# Exercise aim
Among the entries below, please show each line that carries the word "trim".

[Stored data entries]
<<<<

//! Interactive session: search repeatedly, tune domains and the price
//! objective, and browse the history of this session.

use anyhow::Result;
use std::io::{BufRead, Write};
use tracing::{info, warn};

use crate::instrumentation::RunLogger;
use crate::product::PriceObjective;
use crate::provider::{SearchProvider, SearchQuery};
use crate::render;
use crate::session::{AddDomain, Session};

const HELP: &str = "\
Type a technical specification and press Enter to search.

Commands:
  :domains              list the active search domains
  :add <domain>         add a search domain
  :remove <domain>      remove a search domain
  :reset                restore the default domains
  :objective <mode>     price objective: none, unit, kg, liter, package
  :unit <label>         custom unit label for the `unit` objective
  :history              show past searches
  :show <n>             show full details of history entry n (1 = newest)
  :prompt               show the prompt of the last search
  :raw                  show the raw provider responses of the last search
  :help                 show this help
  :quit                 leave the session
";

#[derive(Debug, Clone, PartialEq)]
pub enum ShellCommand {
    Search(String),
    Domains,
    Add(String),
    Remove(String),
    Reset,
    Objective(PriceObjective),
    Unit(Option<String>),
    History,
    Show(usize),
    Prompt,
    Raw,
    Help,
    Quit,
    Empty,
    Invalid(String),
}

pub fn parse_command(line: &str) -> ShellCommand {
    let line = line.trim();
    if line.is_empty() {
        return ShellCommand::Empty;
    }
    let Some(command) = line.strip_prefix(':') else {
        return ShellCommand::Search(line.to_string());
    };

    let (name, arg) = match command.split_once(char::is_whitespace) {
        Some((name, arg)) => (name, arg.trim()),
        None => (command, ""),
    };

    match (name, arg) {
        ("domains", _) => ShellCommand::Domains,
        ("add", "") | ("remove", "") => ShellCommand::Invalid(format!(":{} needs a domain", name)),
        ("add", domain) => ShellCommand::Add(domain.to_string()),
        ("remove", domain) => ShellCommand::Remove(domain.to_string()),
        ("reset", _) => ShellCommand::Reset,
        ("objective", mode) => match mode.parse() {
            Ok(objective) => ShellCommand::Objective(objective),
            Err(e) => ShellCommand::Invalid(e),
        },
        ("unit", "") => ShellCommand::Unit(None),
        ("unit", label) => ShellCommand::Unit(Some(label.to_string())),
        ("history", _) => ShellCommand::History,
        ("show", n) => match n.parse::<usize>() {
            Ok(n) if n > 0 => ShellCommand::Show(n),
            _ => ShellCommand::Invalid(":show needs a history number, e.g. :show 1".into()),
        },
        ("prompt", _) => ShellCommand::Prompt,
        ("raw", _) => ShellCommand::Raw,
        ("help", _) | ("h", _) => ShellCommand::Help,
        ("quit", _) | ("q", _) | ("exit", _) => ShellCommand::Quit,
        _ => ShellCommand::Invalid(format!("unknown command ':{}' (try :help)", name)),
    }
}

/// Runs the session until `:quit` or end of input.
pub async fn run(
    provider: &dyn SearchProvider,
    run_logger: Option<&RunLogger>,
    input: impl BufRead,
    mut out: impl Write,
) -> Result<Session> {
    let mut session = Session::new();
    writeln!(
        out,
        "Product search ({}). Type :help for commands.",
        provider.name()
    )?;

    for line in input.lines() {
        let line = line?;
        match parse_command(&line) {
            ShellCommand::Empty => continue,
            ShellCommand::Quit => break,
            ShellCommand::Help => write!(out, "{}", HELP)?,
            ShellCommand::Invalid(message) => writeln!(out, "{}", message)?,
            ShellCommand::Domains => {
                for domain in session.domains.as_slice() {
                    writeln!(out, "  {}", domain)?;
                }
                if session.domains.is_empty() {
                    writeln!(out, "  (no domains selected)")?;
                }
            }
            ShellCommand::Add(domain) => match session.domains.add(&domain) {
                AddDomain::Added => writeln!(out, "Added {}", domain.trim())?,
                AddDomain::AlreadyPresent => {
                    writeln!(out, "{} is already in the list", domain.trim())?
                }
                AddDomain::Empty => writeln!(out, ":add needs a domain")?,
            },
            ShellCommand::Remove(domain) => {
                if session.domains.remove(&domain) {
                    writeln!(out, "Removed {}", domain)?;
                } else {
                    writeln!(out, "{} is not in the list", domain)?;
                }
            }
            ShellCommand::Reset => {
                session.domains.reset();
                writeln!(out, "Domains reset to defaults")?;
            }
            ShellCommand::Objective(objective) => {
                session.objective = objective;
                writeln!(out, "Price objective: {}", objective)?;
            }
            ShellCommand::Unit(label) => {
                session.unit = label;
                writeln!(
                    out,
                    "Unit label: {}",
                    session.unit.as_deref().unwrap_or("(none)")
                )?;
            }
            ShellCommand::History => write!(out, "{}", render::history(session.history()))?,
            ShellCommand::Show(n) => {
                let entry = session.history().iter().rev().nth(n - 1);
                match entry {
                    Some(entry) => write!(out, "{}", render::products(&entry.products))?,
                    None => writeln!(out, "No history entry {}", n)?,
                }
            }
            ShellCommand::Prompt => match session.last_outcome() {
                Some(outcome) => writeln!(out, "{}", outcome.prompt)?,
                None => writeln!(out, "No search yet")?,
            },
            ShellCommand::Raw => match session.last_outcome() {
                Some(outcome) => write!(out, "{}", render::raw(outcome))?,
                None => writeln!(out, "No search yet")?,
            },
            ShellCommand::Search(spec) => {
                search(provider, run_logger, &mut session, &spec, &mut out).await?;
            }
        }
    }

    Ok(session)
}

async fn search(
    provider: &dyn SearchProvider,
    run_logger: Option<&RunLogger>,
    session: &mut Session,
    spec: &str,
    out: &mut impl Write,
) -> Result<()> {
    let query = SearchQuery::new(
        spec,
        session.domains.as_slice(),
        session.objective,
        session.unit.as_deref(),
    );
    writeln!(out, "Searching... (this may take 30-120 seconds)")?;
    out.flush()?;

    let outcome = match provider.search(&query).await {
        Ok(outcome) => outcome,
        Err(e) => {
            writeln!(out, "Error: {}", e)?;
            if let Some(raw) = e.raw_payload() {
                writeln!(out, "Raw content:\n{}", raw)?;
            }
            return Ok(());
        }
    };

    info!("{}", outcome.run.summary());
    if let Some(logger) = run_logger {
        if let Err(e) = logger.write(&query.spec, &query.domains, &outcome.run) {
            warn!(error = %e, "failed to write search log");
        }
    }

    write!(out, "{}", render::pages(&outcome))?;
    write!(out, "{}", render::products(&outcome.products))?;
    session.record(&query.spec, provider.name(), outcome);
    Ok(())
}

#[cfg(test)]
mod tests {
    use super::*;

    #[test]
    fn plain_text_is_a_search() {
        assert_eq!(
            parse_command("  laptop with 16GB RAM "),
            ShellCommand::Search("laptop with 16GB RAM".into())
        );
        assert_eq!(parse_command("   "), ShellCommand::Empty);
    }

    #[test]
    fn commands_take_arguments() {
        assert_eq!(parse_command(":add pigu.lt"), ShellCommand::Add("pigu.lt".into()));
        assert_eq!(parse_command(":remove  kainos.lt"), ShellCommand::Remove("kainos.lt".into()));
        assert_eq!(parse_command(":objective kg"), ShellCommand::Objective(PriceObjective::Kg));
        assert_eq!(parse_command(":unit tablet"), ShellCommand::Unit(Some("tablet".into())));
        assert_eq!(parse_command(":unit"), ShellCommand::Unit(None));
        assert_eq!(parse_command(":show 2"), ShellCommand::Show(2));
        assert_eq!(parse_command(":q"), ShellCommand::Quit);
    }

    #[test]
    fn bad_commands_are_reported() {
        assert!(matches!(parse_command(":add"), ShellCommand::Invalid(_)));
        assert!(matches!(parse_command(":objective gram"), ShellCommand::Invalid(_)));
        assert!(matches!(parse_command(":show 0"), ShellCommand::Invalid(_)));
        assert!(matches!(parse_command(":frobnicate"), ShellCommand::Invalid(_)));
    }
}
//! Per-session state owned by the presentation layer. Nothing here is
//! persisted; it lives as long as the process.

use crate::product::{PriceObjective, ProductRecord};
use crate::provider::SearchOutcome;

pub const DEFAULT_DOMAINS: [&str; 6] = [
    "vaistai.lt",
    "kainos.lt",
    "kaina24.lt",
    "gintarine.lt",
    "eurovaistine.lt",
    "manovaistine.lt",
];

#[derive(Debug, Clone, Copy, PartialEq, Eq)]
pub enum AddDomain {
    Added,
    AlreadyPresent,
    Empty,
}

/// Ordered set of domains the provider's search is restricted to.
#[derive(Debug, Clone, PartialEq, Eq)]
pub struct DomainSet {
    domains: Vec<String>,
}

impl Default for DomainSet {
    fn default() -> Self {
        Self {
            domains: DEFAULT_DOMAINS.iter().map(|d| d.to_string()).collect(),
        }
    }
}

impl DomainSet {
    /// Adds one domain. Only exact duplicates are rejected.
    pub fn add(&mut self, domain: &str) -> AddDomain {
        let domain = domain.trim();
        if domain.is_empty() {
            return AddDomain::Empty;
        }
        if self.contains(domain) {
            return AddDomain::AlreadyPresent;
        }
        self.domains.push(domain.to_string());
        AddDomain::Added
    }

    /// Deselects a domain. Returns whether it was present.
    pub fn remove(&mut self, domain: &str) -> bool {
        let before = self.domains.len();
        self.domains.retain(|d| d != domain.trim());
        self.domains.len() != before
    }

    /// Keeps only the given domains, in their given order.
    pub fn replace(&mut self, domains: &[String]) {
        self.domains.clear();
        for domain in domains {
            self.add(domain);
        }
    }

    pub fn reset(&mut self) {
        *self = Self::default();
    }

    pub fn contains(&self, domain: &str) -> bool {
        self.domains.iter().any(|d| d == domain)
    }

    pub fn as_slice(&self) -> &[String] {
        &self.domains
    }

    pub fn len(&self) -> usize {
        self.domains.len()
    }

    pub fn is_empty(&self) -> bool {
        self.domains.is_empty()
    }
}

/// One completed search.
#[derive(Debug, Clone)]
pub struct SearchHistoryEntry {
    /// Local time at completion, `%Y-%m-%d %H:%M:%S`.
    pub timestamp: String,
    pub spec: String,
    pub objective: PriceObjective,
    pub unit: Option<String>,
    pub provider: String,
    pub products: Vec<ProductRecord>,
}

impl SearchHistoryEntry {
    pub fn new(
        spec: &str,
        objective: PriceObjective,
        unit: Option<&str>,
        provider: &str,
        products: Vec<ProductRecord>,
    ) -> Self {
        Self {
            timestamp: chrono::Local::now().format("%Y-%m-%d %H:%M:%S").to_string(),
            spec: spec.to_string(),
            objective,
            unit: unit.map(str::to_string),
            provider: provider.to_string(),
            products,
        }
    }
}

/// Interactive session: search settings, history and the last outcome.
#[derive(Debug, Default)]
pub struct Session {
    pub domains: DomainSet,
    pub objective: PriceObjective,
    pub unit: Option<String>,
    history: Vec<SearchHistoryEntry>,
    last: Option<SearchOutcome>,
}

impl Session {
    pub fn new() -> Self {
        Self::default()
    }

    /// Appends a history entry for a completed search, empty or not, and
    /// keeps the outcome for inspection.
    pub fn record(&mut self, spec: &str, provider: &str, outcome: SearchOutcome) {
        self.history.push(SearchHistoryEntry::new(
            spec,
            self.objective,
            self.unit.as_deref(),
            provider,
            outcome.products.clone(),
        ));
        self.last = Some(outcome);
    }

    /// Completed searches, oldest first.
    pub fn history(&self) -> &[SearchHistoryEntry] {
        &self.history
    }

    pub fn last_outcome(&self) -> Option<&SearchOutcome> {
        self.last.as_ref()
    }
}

>>>>

# Answer space
    let line = line.trim();
        Some((name, arg)) => (name, arg.trim()),
                AddDomain::Added => writeln!(out, "Added {}", domain.trim())?,
                    writeln!(out, "{} is already in the list", domain.trim())?
        let domain = domain.trim();
        self.domains.retain(|d| d != domain.trim());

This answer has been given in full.